• [RAW DATA]
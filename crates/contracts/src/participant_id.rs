//! ParticipantId - Cheap-to-clone participant identifier
//!
//! Uses Arc<str> internally for O(1) clone operations.

use serde::{Deserialize, Deserializer, Serialize, Serializer};
use std::borrow::Borrow;
use std::fmt;
use std::hash::{Hash, Hasher};
use std::ops::Deref;
use std::sync::Arc;

/// Stable participant identity with cheap cloning.
///
/// Identifies one connected participant (speaker or listener) by its session
/// id. Internally uses `Arc<str>` so cloning only increments a reference count
/// instead of allocating new memory. Ids are created once when a participant
/// connects and cloned on every frame they are addressed in, so this matters.
///
/// # Examples
/// ```
/// use contracts::ParticipantId;
///
/// let id: ParticipantId = "session-42".into();
/// let id2 = id.clone();  // O(1) - just increments ref count
/// assert_eq!(id, id2);
/// assert_eq!(id.as_str(), "session-42");
/// ```
#[derive(Clone, Default)]
pub struct ParticipantId(Arc<str>);

impl ParticipantId {
    /// Create a new ParticipantId from a string slice.
    #[inline]
    pub fn new(s: &str) -> Self {
        Self(Arc::from(s))
    }

    /// Get the underlying string slice.
    #[inline]
    pub fn as_str(&self) -> &str {
        &self.0
    }
}

// Deref to &str for easy string operations
impl Deref for ParticipantId {
    type Target = str;

    #[inline]
    fn deref(&self) -> &Self::Target {
        &self.0
    }
}

impl AsRef<str> for ParticipantId {
    #[inline]
    fn as_ref(&self) -> &str {
        &self.0
    }
}

impl Borrow<str> for ParticipantId {
    #[inline]
    fn borrow(&self) -> &str {
        &self.0
    }
}

// Conversions
impl From<&str> for ParticipantId {
    #[inline]
    fn from(s: &str) -> Self {
        Self(Arc::from(s))
    }
}

impl From<String> for ParticipantId {
    #[inline]
    fn from(s: String) -> Self {
        Self(Arc::from(s))
    }
}

impl From<Arc<str>> for ParticipantId {
    #[inline]
    fn from(s: Arc<str>) -> Self {
        Self(s)
    }
}

// Display and Debug
impl fmt::Display for ParticipantId {
    fn fmt(&self, f: &mut fmt::Formatter<'_>) -> fmt::Result {
        write!(f, "{}", self.0)
    }
}

impl fmt::Debug for ParticipantId {
    fn fmt(&self, f: &mut fmt::Formatter<'_>) -> fmt::Result {
        write!(f, "ParticipantId({:?})", self.0)
    }
}

// Equality - can compare with &str, String, etc.
impl PartialEq for ParticipantId {
    #[inline]
    fn eq(&self, other: &Self) -> bool {
        // Fast path: same Arc pointer
        Arc::ptr_eq(&self.0, &other.0) || self.0 == other.0
    }
}

impl Eq for ParticipantId {}

impl PartialEq<str> for ParticipantId {
    #[inline]
    fn eq(&self, other: &str) -> bool {
        self.0.as_ref() == other
    }
}

impl PartialEq<&str> for ParticipantId {
    #[inline]
    fn eq(&self, other: &&str) -> bool {
        self.0.as_ref() == *other
    }
}

impl PartialEq<String> for ParticipantId {
    #[inline]
    fn eq(&self, other: &String) -> bool {
        self.0.as_ref() == other
    }
}

// Hash - same as str hash for HashMap compatibility
impl Hash for ParticipantId {
    #[inline]
    fn hash<H: Hasher>(&self, state: &mut H) {
        self.0.hash(state)
    }
}

// Serde support
impl Serialize for ParticipantId {
    fn serialize<S>(&self, serializer: S) -> Result<S::Ok, S::Error>
    where
        S: Serializer,
    {
        serializer.serialize_str(&self.0)
    }
}

impl<'de> Deserialize<'de> for ParticipantId {
    fn deserialize<D>(deserializer: D) -> Result<Self, D::Error>
    where
        D: Deserializer<'de>,
    {
        let s = String::deserialize(deserializer)?;
        Ok(Self::from(s))
    }
}

#[cfg(test)]
mod tests {
    use super::*;
    use std::collections::HashMap;

    #[test]
    fn test_clone_is_cheap() {
        let id1: ParticipantId = "session-1".into();
        let id2 = id1.clone();

        // Both should point to same underlying data (Arc clone is O(1))
        assert_eq!(id1.as_str().as_ptr(), id2.as_str().as_ptr());
    }

    #[test]
    fn test_equality() {
        let id: ParticipantId = "alice".into();
        assert_eq!(id, "alice");
        assert_eq!(id, String::from("alice"));
        assert_eq!(id, ParticipantId::from("alice"));
    }

    #[test]
    fn test_hashmap_key() {
        let mut map: HashMap<ParticipantId, i32> = HashMap::new();
        map.insert("alice".into(), 1);
        map.insert("bob".into(), 2);

        // Can lookup with &str
        assert_eq!(map.get("alice"), Some(&1));
        assert_eq!(map.get("bob"), Some(&2));
    }

    #[test]
    fn test_serde() {
        let id: ParticipantId = "test".into();
        let json = serde_json::to_string(&id).unwrap();
        assert_eq!(json, "\"test\"");

        let parsed: ParticipantId = serde_json::from_str(&json).unwrap();
        assert_eq!(parsed, id);
    }
}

• [TASK] Please return only the lines above, starting at the line that has "type Target = str;" and ending at the line that has "fn borrow(&self) ->", keeping both and leaving each one unchanged.

• [TASK RESULT]
    type Target = str;

    #[inline]
    fn deref(&self) -> &Self::Target {
        &self.0
    }
}

impl AsRef<str> for ParticipantId {
    #[inline]
    fn as_ref(&self) -> &str {
        &self.0
    }
}

impl Borrow<str> for ParticipantId {
    #[inline]
    fn borrow(&self) -> &str {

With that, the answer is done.